Southey’s delightful epic Madoc is based on this story. The expeditions of Madog are spoken of by three contemporary poets, and also by Meredydd ab Rhys, in a poem written before Columbus was heard of.
In 1790 a young Welshman, John Evans, a native of Carnarvonshire, fired with these allusions and traditions of the extensive discoveries of Madog, made an expedition to America in the hopes of discovering traces there of the colony from Wales settled in the twelfth century. He ascended the Missouri for some 1,300 miles, but without success, and returned to S. Louis on the Mississippi to organise another expedition. However, he was prostrated by a fever, and died without accomplishing his object in 1797.
Catlin, in his Manners and Condition of the North-American Indians, convinced himself that he had found the descendants of the Welsh colony in the Mandans, but he has convinced no one else; and no other travellers have found a trace of Madog and his settlers from Wales.
The Celtic saints were children of light, and they followed the light. It was this that took them to Iceland in their wicker-work coracles, pursuing the summer sun.
When, in 870, the Norse refugees, deserting Norway rather than submit to Harold Fairfair, colonised Iceland, they found Irish and perhaps Welsh monks there, and the new-comers called them Papar. These eventually abandoned the island, as they did not care to live among heathen; but left behind them bells, croziers, and books.
Aberdaron, the little port whence pilgrims started for Bardsey, has a church of some interest that was ruinous, but has been recently put in order, and is empty, swept, but not garnished.
Here, at this harbour, in the house of the Dean of Bangor, David Daron, took place that meeting which has been represented by Shakespeare, where those united against Henry IV. contrived the partition of the land between them that they had, as yet, not conquered.

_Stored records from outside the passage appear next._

//! Providers command

use clap::{Args, Subcommand};
use console::style;
use tracing::info;

use shiplog_ai::build_provider;
use shiplog_ai::providers::resolve_api_key;
use shiplog_core::config::{load_config_or_default, AiConfig, ProviderKind};

use crate::cli::{output, Cli};

/// List or check text-generation backends
#[derive(Debug, Args)]
pub struct ProvidersCommand {
    #[command(subcommand)]
    pub action: ProvidersAction,
}

#[derive(Debug, Subcommand)]
pub enum ProvidersAction {
    /// List supported backends
    List,

    /// Check that a backend is reachable
    Test {
        /// Backend to check (default: the configured one)
        #[arg(long, env = "SHIPLOG_AI_PROVIDER")]
        provider: Option<String>,

        /// Model to check for
        #[arg(long, env = "SHIPLOG_AI_MODEL")]
        model: Option<String>,
    },
}

impl ProvidersCommand {
    /// Execute the providers command
    pub fn execute(&self, cli: &Cli) -> anyhow::Result<()> {
        let cwd = std::env::current_dir()?;
        let (config, _) = load_config_or_default(&cwd)?;

        match &self.action {
            ProvidersAction::List => {
                info!("executing providers list");
                let configured = config.ai.provider_kind().ok();
                println!("{}", output::header("Text-generation providers"));
                for kind in ProviderKind::ALL {
                    let marker = if Some(kind) == configured {
                        style("*").green().bold().to_string()
                    } else {
                        " ".to_string()
                    };
                    let key = match kind.api_key_env() {
                        None => "no key needed".to_string(),
                        Some(var) => {
                            let lookup = AiConfig {
                                api_key: config.ai.api_key.clone().filter(|_| Some(kind) == configured),
                                ..AiConfig::default()
                            };
                            if resolve_api_key(&lookup, kind).is_some() {
                                format!("{} set", var)
                            } else {
                                format!("{} missing", var)
                            }
                        }
                    };
                    println!(
                        "{} {:<10} default model {} {}",
                        marker,
                        kind.to_string(),
                        style(format!("{:<26}", kind.default_model())).cyan(),
                        style(key).dim()
                    );
                }
            }
            ProvidersAction::Test { provider, model } => {
                let ai = override_backend(config.ai, provider.as_deref(), model.as_deref());
                info!(provider = %ai.provider, "executing providers test");

                let backend = build_provider(&ai)?;
                let runtime = tokio::runtime::Runtime::new()?;
                let reachable = runtime.block_on(backend.check_connectivity());

                if !reachable {
                    anyhow::bail!(
                        "{} is not reachable with model {}",
                        backend.name(),
                        backend.model()
                    );
                }
                if !cli.quiet {
                    output::success(&format!(
                        "{} is reachable (model {})",
                        style(backend.name()).cyan(),
                        backend.model()
                    ));
                }
            }
        }
        Ok(())
    }
}

fn override_backend(mut ai: AiConfig, provider: Option<&str>, model: Option<&str>) -> AiConfig {
    if let Some(provider) = provider {
        ai.provider = provider.to_string();
        ai.model.clear();
        ai.api_key = None;
    }
    if let Some(model) = model {
        ai.model = model.to_string();
    }
    ai
}

#[cfg(test)]
mod tests {
    use super::*;

    #[test]
    fn test_override_backend() {
        let base = AiConfig {
            api_key: Some("sk-ollama-irrelevant".to_string()),
            ..AiConfig::default()
        };

        let ai = override_backend(base.clone(), None, None);
        assert_eq!(ai, base);

        let ai = override_backend(base.clone(), Some("grok"), None);
        assert_eq!(ai.model_name().unwrap(), "grok-2");
        assert!(ai.api_key.is_none());

        let ai = override_backend(base, Some("anthropic"), Some("claude-3-opus-latest"));
        assert_eq!(ai.model_name().unwrap(), "claude-3-opus-latest");
    }
}
//! Renderer registry

use std::sync::Arc;

use shiplog_core::config::{OutputFormat, RenderConfig};
use shiplog_core::ConfigError;

use super::{ChangelogRenderer, HtmlRenderer, JsonRenderer, MarkdownRenderer};

/// Registry of available changelog renderers
pub struct RendererRegistry {
    renderers: Vec<Arc<dyn ChangelogRenderer>>,
}

impl RendererRegistry {
    /// Create a registry with all built-in renderers
    pub fn new(config: &RenderConfig) -> Self {
        Self {
            renderers: vec![
                Arc::new(MarkdownRenderer::new(config.clone())),
                Arc::new(HtmlRenderer::new(config.clone())),
                Arc::new(JsonRenderer::new()),
            ],
        }
    }

    /// Get renderer by format; a missing one is a configuration error
    pub fn get(&self, format: OutputFormat) -> Result<Arc<dyn ChangelogRenderer>, ConfigError> {
        self.renderers
            .iter()
            .find(|r| r.format() == format)
            .cloned()
            .ok_or_else(|| ConfigError::UnknownFormat(format.to_string()))
    }

}

impl Default for RendererRegistry {
    fn default() -> Self {
        Self::new(&RenderConfig::default())
    }
}

#[cfg(test)]
mod tests {
    use super::*;

    #[test]
    fn test_registry_creation() {
        let registry = RendererRegistry::default();
        for format in OutputFormat::ALL {
            assert_eq!(registry.get(format).unwrap().format(), format);
        }
        assert_eq!(registry.get(OutputFormat::Html).unwrap().extension(), "html");
    }

    #[test]
    fn test_missing_renderer_is_config_error() {
        let registry = RendererRegistry {
            renderers: vec![Arc::new(JsonRenderer::new())],
        };
        assert!(registry.get(OutputFormat::Json).is_ok());
        assert!(matches!(
            registry.get(OutputFormat::Markdown),
            Err(ConfigError::UnknownFormat(name)) if name == "markdown"
        ));
    }
}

Shakespeare was not historically correct. Harry Hotspur had fallen at Shrewsbury in 1403, and the meeting did not take place till 1406. Those who met were the fugitive Earl of Northumberland, the father of Hotspur, Owen Glyndwr, and Edmund Mortimer.
Northumberland had, in fact, twice revolted against Henry IV., and had escaped to Scotland; he had lost nerve, as he saw tokens, or suspected them, of an inclination on the part of the Scots to exchange him with the English king for Lord Douglas, and he took ship and fled for France, but put in at the headland of Lleyn on his way, for conference with Glyndwr, who doubtless desired to send messages to France through the earl. The assembly took place on February 28th, 1406, and at it the Indenture of Assent was signed by the three contracting parties.